Wat is een wisselwoning eigenlijk?
Een wisselwoning, of tijdelijke huisvesting zoals de Nationaal Coördinator Groningen (NCG) het zelf noemt, is bedoeld voor aardbevingsgedupeerden die hun huis uit moeten omdat het wordt gesloopt of versterkt. De NCG regelt een tijdelijk verblijf in de buurt van de woning van de bewoner.
Soms gaat het om bestaande huizen, in veel andere gevallen worden huizen op een plek buiten een dorp speciaal voor dit doel geplaatst. Die worden na afloop van de versterkingsopgave weer afgebroken. Voor de wisselwoningen gelden namelijk andere wettelijke bouwnormen dan voor huizen die permanent bewoond zouden worden.
Hoeveel wisselwoningen zijn er en waar staan ze?
De NCG heeft in totaal 1.300 wisselwoningen. Dat aantal loopt op naar 1.500 in 2026. Je vindt wisselwoningen overal waar huizen versterkt worden vanwege de aardbevingen, dus in de gemeenten Groningen, Eemsdelta, Het Hogeland, Midden-Groningen en Oldambt.
Hoeveel daarvan staan er nu leeg?
Van de 1.300 wisselwoningen staat zo’n 40 procent leeg. Volgens de NCG is dat nodig om bewoners die op een gegeven moment hun huis moeten verlaten snel een tijdelijke plek te kunnen bieden. Een jaar geleden stond ook zo’n 40 procent van de woningen leeg. Dat leidde tot klachten in onder andere Zeerijp, waar twee hele blokken wisselwoningen leeg stonden op één huis na.
De NCG verwacht dat de leegstand tot een halt komt vanwege de versterkingsplanning. Begin 2026 zouden alle wisselwoningen volledig bezet moeten zijn. Dan zijn veel versterkingsprojecten gestart die nu nog in de voorbereidende fase zitten.
Valt die leegstand niet te voorkomen?
Volgens de NCG is het onvermijdelijk dat er leegstand is, omdat projecten niet naadloos op elkaar aansluiten. Ook komt er nogal eens een kink in de kabel in planningen waardoor vertraging optreedt bij de versterking en dus ook bij de verhuizing naar een wisselwoning.
Daarnaast verschilt het tussen eigenaars onderling hoelang ze naar een wisselwoning moeten. Daardoor kan het komen dat sommige wisselwoningen langer leeg blijven staan dan andere. De NCG zegt dat tijdelijke huisvesting niet perfect te plannen valt.
En de woningnood dan? Asielzoekers en jongvolwassenen zoeken driftig naar huizen.

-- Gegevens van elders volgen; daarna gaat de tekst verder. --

//! Enumeration types used throughout the simulation.

use std::fmt;

use serde::{Deserialize, Serialize};

/// Vehicle operating status.
#[derive(Debug, Clone, Copy, Default, PartialEq, Eq, Hash, Serialize, Deserialize)]
pub enum VehicleStatus {
    /// Parked at the home station, available.
    #[default]
    Standby,
    /// Driving or flying toward an alarm.
    EnRoute,
    /// On scene, dwelling before returning.
    AtIncident,
    /// Heading back to the home station. Still available for dispatch.
    ReturningHome,
    /// Moving between random waypoints near the home station.
    Patrolling,
}

impl VehicleStatus {
    /// Whether a vehicle in this status may be sent to a new alarm.
    pub fn is_dispatchable(self) -> bool {
        matches!(
            self,
            VehicleStatus::Standby | VehicleStatus::ReturningHome | VehicleStatus::Patrolling
        )
    }

    /// Short operator-facing label.
    pub fn label(self) -> &'static str {
        match self {
            VehicleStatus::Standby => "standby",
            VehicleStatus::EnRoute => "en route",
            VehicleStatus::AtIncident => "at incident",
            VehicleStatus::ReturningHome => "returning home",
            VehicleStatus::Patrolling => "patrolling",
        }
    }
}

impl fmt::Display for VehicleStatus {
    fn fmt(&self, f: &mut fmt::Formatter<'_>) -> fmt::Result {
        f.write_str(self.label())
    }
}

/// Vehicle category. Determines routing and speed.
#[derive(Debug, Clone, Copy, Default, PartialEq, Eq, Hash, Serialize, Deserialize)]
pub enum VehicleCategory {
    /// Road vehicle: follows routed paths, stays on land.
    #[default]
    Ground,
    /// Helicopter: straight lines, faster, may cross water.
    Aerial,
}

/// Where an alarm is allowed to spawn.
#[derive(Debug, Clone, Copy, Default, PartialEq, Eq, Hash, Serialize, Deserialize)]
pub enum TerrainConstraint {
    #[default]
    LandOnly,
    WaterOnly,
    Either,
}

impl TerrainConstraint {
    /// Whether a classified coordinate satisfies this constraint.
    pub fn accepts(self, is_water: bool) -> bool {
        match self {
            TerrainConstraint::LandOnly => !is_water,
            TerrainConstraint::WaterOnly => is_water,
            TerrainConstraint::Either => true,
        }
    }
}

/// Events that drive a vehicle status transition.
#[derive(Debug, Clone, Copy, PartialEq, Eq, Hash, Serialize, Deserialize)]
pub enum StatusTrigger {
    /// Assigned to an alarm.
    Dispatch,
    /// Reached the alarm position.
    Arrive,
    /// On-scene dwell finished.
    DwellElapsed,
    /// Reached the home station.
    ReachedHome,
    /// Operator started patrol.
    StartPatrol,
    /// Operator stopped patrol.
    StopPatrol,
    /// Reached a patrol waypoint.
    WaypointReached,
    /// Operator ordered the vehicle home.
    Recall,
    /// Forced reset (manual resolution, fleet reload).
    ForceStandby,
}

/// How long an alarm took from creation to resolution.
#[derive(Debug, Clone, Copy, PartialEq, Serialize, Deserialize)]
#[serde(tag = "kind")]
pub enum ResponseTime {
    /// All dispatched vehicles arrived after `secs` of simulated time.
    Elapsed { secs: f64 },
    /// Closed by the operator.
    Manual,
}

impl fmt::Display for ResponseTime {
    fn fmt(&self, f: &mut fmt::Formatter<'_>) -> fmt::Result {
        match self {
            ResponseTime::Elapsed { secs } => write!(f, "{}", crate::types::format_clock(*secs)),
            ResponseTime::Manual => f.write_str("manually resolved"),
        }
    }
}
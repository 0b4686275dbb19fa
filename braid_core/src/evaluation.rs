use crate::constraint::{Constraint, Goal};
use crate::fitness::{FailingTree, Fitness};
use crate::tree::DerivationTree;
use rayon::prelude::*;

/// Aggregate score of one individual against every constraint.
#[derive(Debug, Clone, PartialEq)]
pub struct Evaluation {
    /// Blended fitness in `[0, 1]`; reaches 1.0 only when every hard
    /// constraint holds and every soft value is at its best seen so far.
    pub fitness: f64,
    /// Mean over hard constraints; a satisfied constraint counts as 1.0.
    pub hard_fitness: f64,
    /// Every hard constraint holds.
    pub success: bool,
    pub failing_trees: Vec<FailingTree>,
    /// Raw mean of each soft constraint, in constraint order. `None` when
    /// the constraint matched nothing in the tree.
    pub soft_values: Vec<Option<f64>>,
}

/// Running range of one soft constraint, used to map raw values to `[0, 1]`.
#[derive(Debug, Clone, Copy, Default, PartialEq)]
struct MinMax {
    range: Option<(f64, f64)>,
}

impl MinMax {
    fn observe(&mut self, value: f64) {
        if !value.is_finite() {
            return;
        }
        self.range = Some(match self.range {
            None => (value, value),
            Some((lo, hi)) => (lo.min(value), hi.max(value)),
        });
    }

    /// Maps a raw value into `[0, 1]`, best at 1. An empty match is always
    /// the worst value, whatever the goal.
    fn scale(&self, value: Option<f64>, goal: Goal) -> f64 {
        let Some(value) = value.filter(|v| v.is_finite()) else {
            return 0.0;
        };
        let scaled = match self.range {
            Some((lo, hi)) if hi > lo => ((value - lo) / (hi - lo)).clamp(0.0, 1.0),
            _ => 0.5,
        };
        match goal {
            Goal::Maximize => scaled,
            Goal::Minimize => 1.0 - scaled,
        }
    }
}

/// Scores trees against hard and soft constraints.
///
/// Raw evaluation of each tree is independent and runs on the rayon pool;
/// soft-value normalization is then applied sequentially in population
/// order, so results do not depend on thread scheduling.
pub struct Evaluator {
    hard: Vec<Box<dyn Constraint>>,
    soft: Vec<Box<dyn Constraint>>,
    scalers: Vec<MinMax>,
}

impl Evaluator {
    pub fn new(constraints: Vec<Box<dyn Constraint>>) -> Self {
        let (soft, hard): (Vec<_>, Vec<_>) = constraints.into_iter().partition(|c| c.is_soft());
        let scalers = vec![MinMax::default(); soft.len()];
        Self {
            hard,
            soft,
            scalers,
        }
    }

    pub fn hard_constraints(&self) -> &[Box<dyn Constraint>] {
        &self.hard
    }

    pub fn soft_constraints(&self) -> &[Box<dyn Constraint>] {
        &self.soft
    }

    /// Every constraint, hard first, by its textual form.
    pub fn describe(&self) -> Vec<String> {
        self.hard
            .iter()
            .chain(&self.soft)
            .map(|c| c.describe())
            .collect()
    }

    /// Evaluates a whole population. The output is in input order.
    pub fn evaluate_population(&mut self, population: &[DerivationTree]) -> Vec<Evaluation> {
        let raw: Vec<RawScore> = population
            .par_iter()
            .map(|tree| self.raw_score(tree))
            .collect();
        for score in &raw {
            for (scaler, value) in self.scalers.iter_mut().zip(&score.soft_values) {
                if let Some(value) = value {
                    scaler.observe(*value);
                }
            }
        }
        raw.into_iter().map(|score| self.blend(score)).collect()
    }

    /// Evaluates a single tree against the current soft-value ranges.
    pub fn evaluate(&mut self, tree: &DerivationTree) -> Evaluation {
        let mut out = self.evaluate_population(std::slice::from_ref(tree));
        out.pop().unwrap_or_else(|| Evaluation {
            fitness: 0.0,
            hard_fitness: 0.0,
            success: false,
            failing_trees: Vec::new(),
            soft_values: Vec::new(),
        })
    }

    /// Mean normalized soft score, or 0 without soft constraints. Used to
    /// rank solutions once the ranges have settled.
    pub fn soft_score(&self, soft_values: &[Option<f64>]) -> f64 {
        if self.soft.is_empty() {
            return 0.0;
        }
        let total: f64 = self
            .soft
            .iter()
            .zip(&self.scalers)
            .zip(soft_values)
            .map(|((constraint, scaler), value)| {
                scaler.scale(*value, constraint.goal().unwrap_or(Goal::Maximize))
            })
            .sum();
        total / self.soft.len() as f64
    }

    fn raw_score(&self, tree: &DerivationTree) -> RawScore {
        let mut hard_sum = 0.0;
        let mut success = true;
        let mut failing_trees = Vec::new();
        for constraint in &self.hard {
            let fitness = constraint.evaluate(tree);
            if fitness.success() {
                hard_sum += 1.0;
            } else {
                success = false;
                hard_sum += fitness.fitness();
                failing_trees.extend(fitness.failing_trees().iter().cloned());
            }
        }
        let hard_fitness = if self.hard.is_empty() {
            1.0
        } else {
            hard_sum / self.hard.len() as f64
        };
        let soft_values = self
            .soft
            .iter()
            .map(|c| match c.evaluate(tree) {
                Fitness::Value(v) => v.mean(),
                other => Some(other.fitness()),
            })
            .collect();
        RawScore {
            hard_fitness,
            success,
            failing_trees,
            soft_values,
        }
    }

    /// Soft constraints only contribute once every hard constraint holds.
    fn blend(&self, score: RawScore) -> Evaluation {
        let n_hard = self.hard.len() as f64;
        let n_soft = self.soft.len() as f64;
        let fitness = if n_soft == 0.0 {
            score.hard_fitness
        } else if score.success {
            let soft = self.soft_score(&score.soft_values) * n_soft;
            (score.hard_fitness * n_hard + soft) / (n_hard + n_soft)
        } else {
            score.hard_fitness * n_hard / (n_hard + n_soft)
        };
        Evaluation {
            fitness,
            hard_fitness: score.hard_fitness,
            success: score.success,
            failing_trees: score.failing_trees,
            soft_values: score.soft_values,
        }
    }
}

struct RawScore {
    hard_fitness: f64,
    success: bool,
    failing_trees: Vec<FailingTree>,
    soft_values: Vec<Option<f64>>,
}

De NCG wil daar niet aan. Wanneer je andere groepen in de lege wisselwoningen zou stoppen zorgt dat voor extra vertraging, vindt de overheidsinstantie. Dat wil de NCG koste wat het kost voorkomen, omdat de versterkingsopgave sowieso al jaren langer duurt dan 2028, waar ooit op werd ingezet.
„Door capaciteit beschikbaar te houden voor de versterkingsprojecten, kunnen bewoners daadwerkelijk verhuizen naar de tijdelijke huisvesting op het moment dat dat nodig is”, laat een NCG-woordvoerder weten. „Dit voorkomt vertraging vanwege een tekort in de buurt van de eigen woning.”